2021/08/26 12:25

新旅客船ターミナル整備2年遅れ マリンポートかごしま 米大手船会社、コロナで計画見直し 鹿児島県発表

マリンポートかごしま=2020年11月、本社チャーター機から撮影
マリンポートかごしま=2020年11月、本社チャーター機から撮影
 鹿児島県は25日、官民連携して2022年3月完成を目指していたマリンポートかごしま(鹿児島市)の新旅客ターミナル整備が、新型コロナウイルス感染拡大の影響で24年春まで2年程度遅れる見通しになったと発表した。

 CIQ(税関、出入国管理、検疫)機能を持つ新ターミナルは、米大手船会社ロイヤル・カリビアン・グループが整備主体。県港湾空港課によると、ロイヤル社から新型コロナのためアジア地域の運航回復が見込めず、投資計画を見直すとの連絡が6月にあり、協議を進めてきた。完成は遅れるものの、建設や運用開始に責任を持つことを確認したという。既存のターミナルで引き続き対応する。

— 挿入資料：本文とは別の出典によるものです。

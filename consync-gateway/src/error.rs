//! Error types for consync-gateway.

use thiserror::Error;

/// All errors a [`crate::RemoteGateway`] call can return.
#[derive(Debug, Error)]
pub enum GatewayError {
    /// Network failure, timeout, or non-2xx HTTP status.
    #[error("transport error calling {endpoint}: {message}")]
    Transport {
        endpoint: &'static str,
        message: String,
    },

    /// The body could not be decoded as the expected JSON shape.
    #[error("could not decode response from {endpoint}: {source}")]
    Decode {
        endpoint: &'static str,
        #[source]
        source: std::io::Error,
    },

    /// The remote answered with `state != 1`.
    #[error("{endpoint} rejected the request: {message}")]
    Remote {
        endpoint: &'static str,
        message: String,
    },
}

impl GatewayError {
    /// Remote-reported message, or the transport description.
    pub fn message(&self) -> String {
        match self {
            GatewayError::Transport { message, .. } | GatewayError::Remote { message, .. } => {
                message.clone()
            }
            GatewayError::Decode { source, .. } => source.to_string(),
        }
    }

    /// True for failures that never reached the remote application layer.
    pub fn is_transport(&self) -> bool {
        matches!(
            self,
            GatewayError::Transport { .. } | GatewayError::Decode { .. }
        )
    }
}
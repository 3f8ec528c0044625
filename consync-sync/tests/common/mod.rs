#![allow(dead_code)]

use std::collections::HashMap;
use std::sync::{Arc, Mutex};
use std::time::{Duration, Instant};

use consync_core::{
    AreaCodeConverter, Config, Contract, ContractArea, ContractGuarantee, ContractTask, OrderNo,
    RawAreaResponse, RawAreaRow, SyncStatus, Token,
};
use consync_gateway::{Ack, ContractAck, GatewayError, RemoteGateway};
use consync_store::{SourceRepository, SqliteStatusStore, StoreError, SyncStatusStore};
use consync_sync::{Clock, SyncOrchestrator};

// ---------------------------------------------------------------------------
// Gateway
// ---------------------------------------------------------------------------

#[derive(Debug, Clone, PartialEq)]
pub enum Call {
    Login,
    AreaQuery(Option<String>),
    Contract(Contract),
    Task(ContractTask),
    Guarantee(ContractGuarantee),
    Areas(Vec<ContractArea>),
    Delete(OrderNo),
}

/// Records every call; replies are scripted per test.
#[derive(Default)]
pub struct FakeGateway {
    pub calls: Mutex<Vec<Call>>,
    login_error: Mutex<Option<String>>,
    /// Keyed by source order number. Missing entries answer `R-<source_no>`.
    contract_replies: Mutex<HashMap<String, Result<Option<String>, String>>>,
    task_error: Mutex<Option<String>>,
    guarantee_error: Mutex<Option<String>>,
    area_error: Mutex<Option<String>>,
    area_response: Mutex<Option<RawAreaResponse>>,
    /// Runs after each contract upsert is recorded.
    contract_hook: Mutex<Option<Box<dyn Fn() + Send + Sync>>>,
}

impl FakeGateway {
    pub fn new() -> Arc<Self> {
        Arc::new(Self::default())
    }

    pub fn fail_login(&self, message: &str) {
        *self.login_error.lock().unwrap() = Some(message.to_string());
    }

    pub fn allow_login(&self) {
        *self.login_error.lock().unwrap() = None;
    }

    pub fn reply_contract(&self, source_no: &str, reply: Result<Option<&str>, &str>) {
        let reply = reply.map(|no| no.map(str::to_string)).map_err(str::to_string);
        self.contract_replies
            .lock()
            .unwrap()
            .insert(source_no.to_string(), reply);
    }

    pub fn fail_tasks(&self, message: Option<&str>) {
        *self.task_error.lock().unwrap() = message.map(str::to_string);
    }

    pub fn fail_areas(&self, message: Option<&str>) {
        *self.area_error.lock().unwrap() = message.map(str::to_string);
    }

    pub fn on_contract(&self, hook: impl Fn() + Send + Sync + 'static) {
        *self.contract_hook.lock().unwrap() = Some(Box::new(hook));
    }

    pub fn set_area_response(&self, response: RawAreaResponse) {
        *self.area_response.lock().unwrap() = Some(response);
    }

    pub fn calls(&self) -> Vec<Call> {
        self.calls.lock().unwrap().clone()
    }

    pub fn clear_calls(&self) {
        self.calls.lock().unwrap().clear();
    }

    pub fn count(&self, pred: impl Fn(&Call) -> bool) -> usize {
        self.calls.lock().unwrap().iter().filter(|c| pred(c)).count()
    }

    pub fn logins(&self) -> usize {
        self.count(|c| matches!(c, Call::Login))
    }

    fn record(&self, call: Call) {
        self.calls.lock().unwrap().push(call);
    }
}

fn remote(endpoint: &'static str, message: &str) -> GatewayError {
    GatewayError::Remote {
        endpoint,
        message: message.to_string(),
    }
}

impl RemoteGateway for FakeGateway {
    fn login(&self, _: &str, _: &str, _: &str) -> Result<Token, GatewayError> {
        self.record(Call::Login);
        match self.login_error.lock().unwrap().as_deref() {
            Some(message) => Err(remote("login", message)),
            None => Ok(Token::from("tok-1")),
        }
    }

    fn query_area_codes(
        &self,
        _: &Token,
        province: Option<&str>,
    ) -> Result<RawAreaResponse, GatewayError> {
        self.record(Call::AreaQuery(province.map(str::to_string)));
        Ok(self
            .area_response
            .lock()
            .unwrap()
            .clone()
            .unwrap_or_default())
    }

    fn upsert_contract(&self, _: &Token, contract: &Contract) -> Result<ContractAck, GatewayError> {
        self.record(Call::Contract(contract.clone()));
        if let Some(hook) = self.contract_hook.lock().unwrap().as_ref() {
            hook();
        }
        let reply = self
            .contract_replies
            .lock()
            .unwrap()
            .get(contract.source_no.as_str())
            .cloned()
            .unwrap_or_else(|| Ok(Some(format!("R-{}", contract.source_no))));
        match reply {
            Ok(order_no) => Ok(ContractAck {
                order_no: order_no.map(OrderNo::from),
                message: "ok".into(),
            }),
            Err(message) => Err(remote("contract upsert", &message)),
        }
    }

    fn upsert_task(&self, _: &Token, task: &ContractTask) -> Result<Ack, GatewayError> {
        self.record(Call::Task(task.clone()));
        match self.task_error.lock().unwrap().as_deref() {
            Some(message) => Err(remote("task upsert", message)),
            None => Ok(Ack::default()),
        }
    }

    fn upsert_guarantee(
        &self,
        _: &Token,
        guarantee: &ContractGuarantee,
    ) -> Result<Ack, GatewayError> {
        self.record(Call::Guarantee(guarantee.clone()));
        match self.guarantee_error.lock().unwrap().as_deref() {
            Some(message) => Err(remote("guarantee upsert", message)),
            None => Ok(Ack::default()),
        }
    }

    fn upsert_areas(&self, _: &Token, areas: &[ContractArea]) -> Result<Ack, GatewayError> {
        self.record(Call::Areas(areas.to_vec()));
        match self.area_error.lock().unwrap().as_deref() {
            Some(message) => Err(remote("area upsert", message)),
            None => Ok(Ack::default()),
        }
    }

    fn delete_contract(&self, _: &Token, order_no: &OrderNo) -> Result<Ack, GatewayError> {
        self.record(Call::Delete(order_no.clone()));
        Ok(Ack {
            message: "deleted".into(),
        })
    }
}

// ---------------------------------------------------------------------------
// Source
// ---------------------------------------------------------------------------

/// Contracts kept newest first. Pending filtering consults the status store
/// the same way the SQLite join does.
pub struct MemorySource {
    status: Arc<SqliteStatusStore>,
    contracts: Mutex<Vec<Contract>>,
    tasks: Mutex<HashMap<OrderNo, Vec<ContractTask>>>,
    guarantees: Mutex<HashMap<OrderNo, Vec<ContractGuarantee>>>,
    areas: Mutex<HashMap<OrderNo, Vec<ContractArea>>>,
    fail_pending: Mutex<bool>,
}

impl MemorySource {
    pub fn new(status: Arc<SqliteStatusStore>) -> Arc<Self> {
        Arc::new(Self {
            status,
            contracts: Mutex::default(),
            tasks: Mutex::default(),
            guarantees: Mutex::default(),
            areas: Mutex::default(),
            fail_pending: Mutex::new(false),
        })
    }

    pub fn add_contract(&self, source_no: &str, code_prov: &str) {
        self.contracts.lock().unwrap().push(Contract {
            source_no: OrderNo::from(source_no),
            contract_name: format!("contract {source_no}"),
            code_prov: code_prov.to_string(),
            code_city: "4201".to_string(),
            ..Contract::default()
        });
    }

    pub fn add_task(&self, source_no: &str, start_month: &str) {
        let no = OrderNo::from(source_no);
        self.tasks.lock().unwrap().entry(no.clone()).or_default().push(ContractTask {
            order_no: no,
            start_month: start_month.to_string(),
            end_month: "2024-12".to_string(),
            sale_amount: "10".to_string(),
            return_amount: "8".to_string(),
        });
    }

    pub fn add_guarantee(&self, source_no: &str, guarantee_no: &str) {
        let no = OrderNo::from(source_no);
        self.guarantees
            .lock()
            .unwrap()
            .entry(no.clone())
            .or_default()
            .push(ContractGuarantee {
                order_no: no,
                guarantee_no: guarantee_no.to_string(),
                guarantee_amount: "5000".to_string(),
                guarantee_note: String::new(),
            });
    }

    pub fn add_area(&self, source_no: &str, code_prov: &str, code_town: &str) {
        let no = OrderNo::from(source_no);
        self.areas.lock().unwrap().entry(no.clone()).or_default().push(ContractArea {
            order_no: no,
            code_prov: code_prov.to_string(),
            code_city: "4201".to_string(),
            code_coun: String::new(),
            code_town: code_town.to_string(),
        });
    }

    pub fn fail_pending(&self) {
        *self.fail_pending.lock().unwrap() = true;
    }

    fn with_remote_no(&self, mut contract: Contract) -> Contract {
        contract.remote_no = self
            .status
            .status(&contract.source_no)
            .ok()
            .flatten()
            .and_then(|r| r.remote_order_no);
        contract
    }
}

impl SourceRepository for MemorySource {
    fn pending_contracts(&self, limit: usize) -> Result<Vec<Contract>, StoreError> {
        if *self.fail_pending.lock().unwrap() {
            return Err(StoreError::Io {
                path: "source.db".into(),
                source: std::io::Error::other("source offline"),
            });
        }
        let contracts = self.contracts.lock().unwrap().clone();
        Ok(contracts
            .into_iter()
            .filter(|c| {
                !self
                    .status
                    .is_already_synced(&c.source_no)
                    .unwrap_or(false)
            })
            .take(limit)
            .map(|c| self.with_remote_no(c))
            .collect())
    }

    fn contract(&self, order_no: &OrderNo) -> Result<Option<Contract>, StoreError> {
        let found = self
            .contracts
            .lock()
            .unwrap()
            .iter()
            .find(|c| &c.source_no == order_no)
            .cloned();
        Ok(found.map(|c| self.with_remote_no(c)))
    }

    fn tasks(&self, order_no: &OrderNo) -> Result<Vec<ContractTask>, StoreError> {
        Ok(self.tasks.lock().unwrap().get(order_no).cloned().unwrap_or_default())
    }

    fn guarantees(&self, order_no: &OrderNo) -> Result<Vec<ContractGuarantee>, StoreError> {
        Ok(self
            .guarantees
            .lock()
            .unwrap()
            .get(order_no)
            .cloned()
            .unwrap_or_default())
    }

    fn areas(&self, order_no: &OrderNo) -> Result<Vec<ContractArea>, StoreError> {
        Ok(self.areas.lock().unwrap().get(order_no).cloned().unwrap_or_default())
    }
}

// ---------------------------------------------------------------------------
// Clock
// ---------------------------------------------------------------------------

pub struct ManualClock {
    now: Mutex<Instant>,
}

impl ManualClock {
    pub fn new() -> Arc<Self> {
        Arc::new(Self {
            now: Mutex::new(Instant::now()),
        })
    }

    pub fn advance(&self, by: Duration) {
        *self.now.lock().unwrap() += by;
    }
}

impl Clock for ManualClock {
    fn now(&self) -> Instant {
        *self.now.lock().unwrap()
    }
}

// ---------------------------------------------------------------------------
// Harness
// ---------------------------------------------------------------------------

pub struct Harness {
    pub gateway: Arc<FakeGateway>,
    pub source: Arc<MemorySource>,
    pub status: Arc<SqliteStatusStore>,
    pub clock: Arc<ManualClock>,
    pub orchestrator: SyncOrchestrator,
}

pub fn config() -> Config {
    let mut config = Config::template("https://crm.example.com", "sync-user");
    config.api.password = "secret".to_string();
    config.api.token_ttl_secs = 3600;
    config.sync.batch_size = 50;
    config
}

pub fn harness() -> Harness {
    harness_with(config())
}

pub fn harness_with(config: Config) -> Harness {
    let gateway = FakeGateway::new();
    let status = Arc::new(SqliteStatusStore::open_in_memory().unwrap());
    let source = MemorySource::new(Arc::clone(&status));
    let clock = ManualClock::new();
    let orchestrator = SyncOrchestrator::new(
        &config,
        Arc::clone(&gateway) as Arc<dyn RemoteGateway>,
        Arc::clone(&source) as Arc<dyn SourceRepository>,
        Arc::clone(&status) as Arc<dyn SyncStatusStore>,
        Arc::new(AreaCodeConverter::new()),
    )
    .with_clock(Arc::clone(&clock) as Arc<dyn Clock>);
    Harness {
        gateway,
        source,
        status,
        clock,
        orchestrator,
    }
}

pub fn status_of(h: &Harness, source_no: &str) -> (SyncStatus, String, Option<OrderNo>) {
    let record = h
        .status
        .status(&OrderNo::from(source_no))
        .unwrap()
        .expect("status row");
    (record.status, record.message, record.remote_order_no)
}

pub fn log_phases(h: &Harness, source_no: &str) -> Vec<String> {
    h.status
        .logs(&OrderNo::from(source_no))
        .unwrap()
        .into_iter()
        .map(|l| l.phase)
        .collect()
}

pub fn area_row(prov: &str, city: &str, coun: &str, town: &str) -> RawAreaRow {
    RawAreaRow {
        code_prov: prov.to_string(),
        name_prov: format!("P{prov}"),
        code_city: city.to_string(),
        name_city: format!("C{city}"),
        code_coun: coun.to_string(),
        name_coun: format!("D{coun}"),
        code_town: town.to_string(),
        name_town: format!("T{town}"),
    }
}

 マリンポートでは現在、国が既存の岸壁を延長し、世界最大の22万トン級クルーズ船が接岸できる新岸壁(長さ410メートル)を、県は観光バスを100台以上収容できる駐車場をそれぞれ建設中で、ともに22年3月完成を見込んでいる。訪日客誘致へ向け、鹿児島港は官民連携で整備を進める「国際旅客船拠点形成港湾」の一つ。